“Il Post” giornale telematico dedica spesso articoli ben documentati sullo stato della sanità pubblica e in particolare sulle liste d’attesa, i cui tempi di prenotazione continuano ad aumentare (vedi il post Ancora sulle liste d'attesa), determinando un ulteriore inaccettabile fenomeno rappresentato dalla rinuncia di sempre più cittadini a curarsi (vedi Quanto si può aspettare per una visita medica).
Nell’articolo che riguarda direttamente i tempi di attesa per avere una visita medica, vengono elencate le due gravi conseguenze derivanti da comportamenti definiti illegali delle cosiddette Aziende sanitarie (pubbliche) che non di rado attuano un blocco delle liste eludendo così il rispetto dei tempi e limitando l’accesso alla sanità.
La prima, secondo l’articolo, è che per ottenere una visita in tempi brevi (o accettabili, diciamo noi) molte persone sono costrette a rivolgersi, in modalità non convenzionata, quindi molto costosa.
In privato, continua l’articolo, ci sono più posti disponibili e soprattutto in tempi più rapidi perché cliniche ed ospedali privati hanno organizzazioni più più flessibili rispetto agli ospedali pubblici e possono concentrare l’attenzione e gli sforzi sulle prestazioni più remunerative.
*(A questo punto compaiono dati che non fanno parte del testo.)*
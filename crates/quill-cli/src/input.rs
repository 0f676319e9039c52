//! Piped standard input

use std::io::{self, IsTerminal, Read};

/// Read all of stdin when it is piped; empty when stdin is a terminal
pub fn read_from_pipe() -> io::Result<String> {
    let stdin = io::stdin();
    if stdin.is_terminal() {
        return Ok(String::new());
    }
    let mut input = String::new();
    stdin.lock().read_to_string(&mut input)?;
    Ok(input.trim().to_string())
}

/// Combine the message given on the command line with piped input
pub fn compose_message(message: Option<&str>, piped: &str) -> Option<String> {
    let message = message.map(str::trim).filter(|m| !m.is_empty());
    match (message, piped.is_empty()) {
        (Some(m), true) => Some(m.to_string()),
        (Some(m), false) => Some(format!("{}\n\n{}", m, piped)),
        (None, false) => Some(piped.to_string()),
        (None, true) => None,
    }
}

#[cfg(test)]
mod tests {
    use super::*;

    #[test]
    fn test_compose_message() {
        assert_eq!(compose_message(Some("hi"), ""), Some("hi".into()));
        assert_eq!(
            compose_message(Some("summarize"), "some text"),
            Some("summarize\n\nsome text".into())
        );
        assert_eq!(compose_message(None, "piped"), Some("piped".into()));
        assert_eq!(compose_message(Some("  "), ""), None);
        assert_eq!(compose_message(None, ""), None);
    }
}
La seconda, sempre secondo l’articolo, è che le persone che non possono permettersi di pagare una struttura privata sono costrette e rinunciare alle cure.
Non c’è nulla da eccepire sulla seconda conseguenza nella parte in cui afferma che (sempre più) persone sono costrette a rinunciare alle cure. Sulla prima conseguenza, invece, non viene ricordato e sottolineato uno dei pilastri su cui si basa il più che ventennale scandalo delle liste d’attesa.
Si tratta della cosiddetta “libera professione intramoenia” all’interno delle strutture pubbliche per mezzo della quale un cittadino se opta per la lista “pubblica” rischia di aspettare mesi e mesi per avere una prestazione che, viceversa, se accetta di pagare la libera professione può ottenere nel giro di pochissimo giorni, nello stesso luogo e magari con lo stesso professionista.
Anche fino alla fine degli anni ’90, prima del decreto 229 detto “Bindi”, c’erano liste d’attesa che però restavano in limiti contenuti ed accettabili, limiti determinati da istituti di incentivazione del personale sanitario, quali ad esempio il plus orario, che avevano lo scopo di dare al personale riconoscimenti economici in cambio di prestazioni aggiuntive.
A ciò, essendo la classe medica molto diversificata nelle competenze e nelle mansioni (per fare un esempio il chirurgo e l'anestesista o il radiologo), ne venivano aggiunti altri.
Chi ha vissuto quel periodo come amministratore pubblico ricorda che i “privati” li contestavano con veemenza con l’argomentazione che si trattava di “concorrenza sleale”, minacciando anche il ricorso a vie legale che mai ci fu.
Poi è arrivato il decreto 229, e la musica è cambiata, in peggio per i cittadino. La cosa più sensata sarebbe affermare di avere sbagliato e rimettere in piedi un sistema che valorizzava il personale esaltandone anche l’etica professionale, profondamente in crisi e una delle ragioni dell’abbandono delle strutture pubbliche da parte di molti operatori.
Ma l’impressione e non solo quella è che si tratti di un pio desiderio.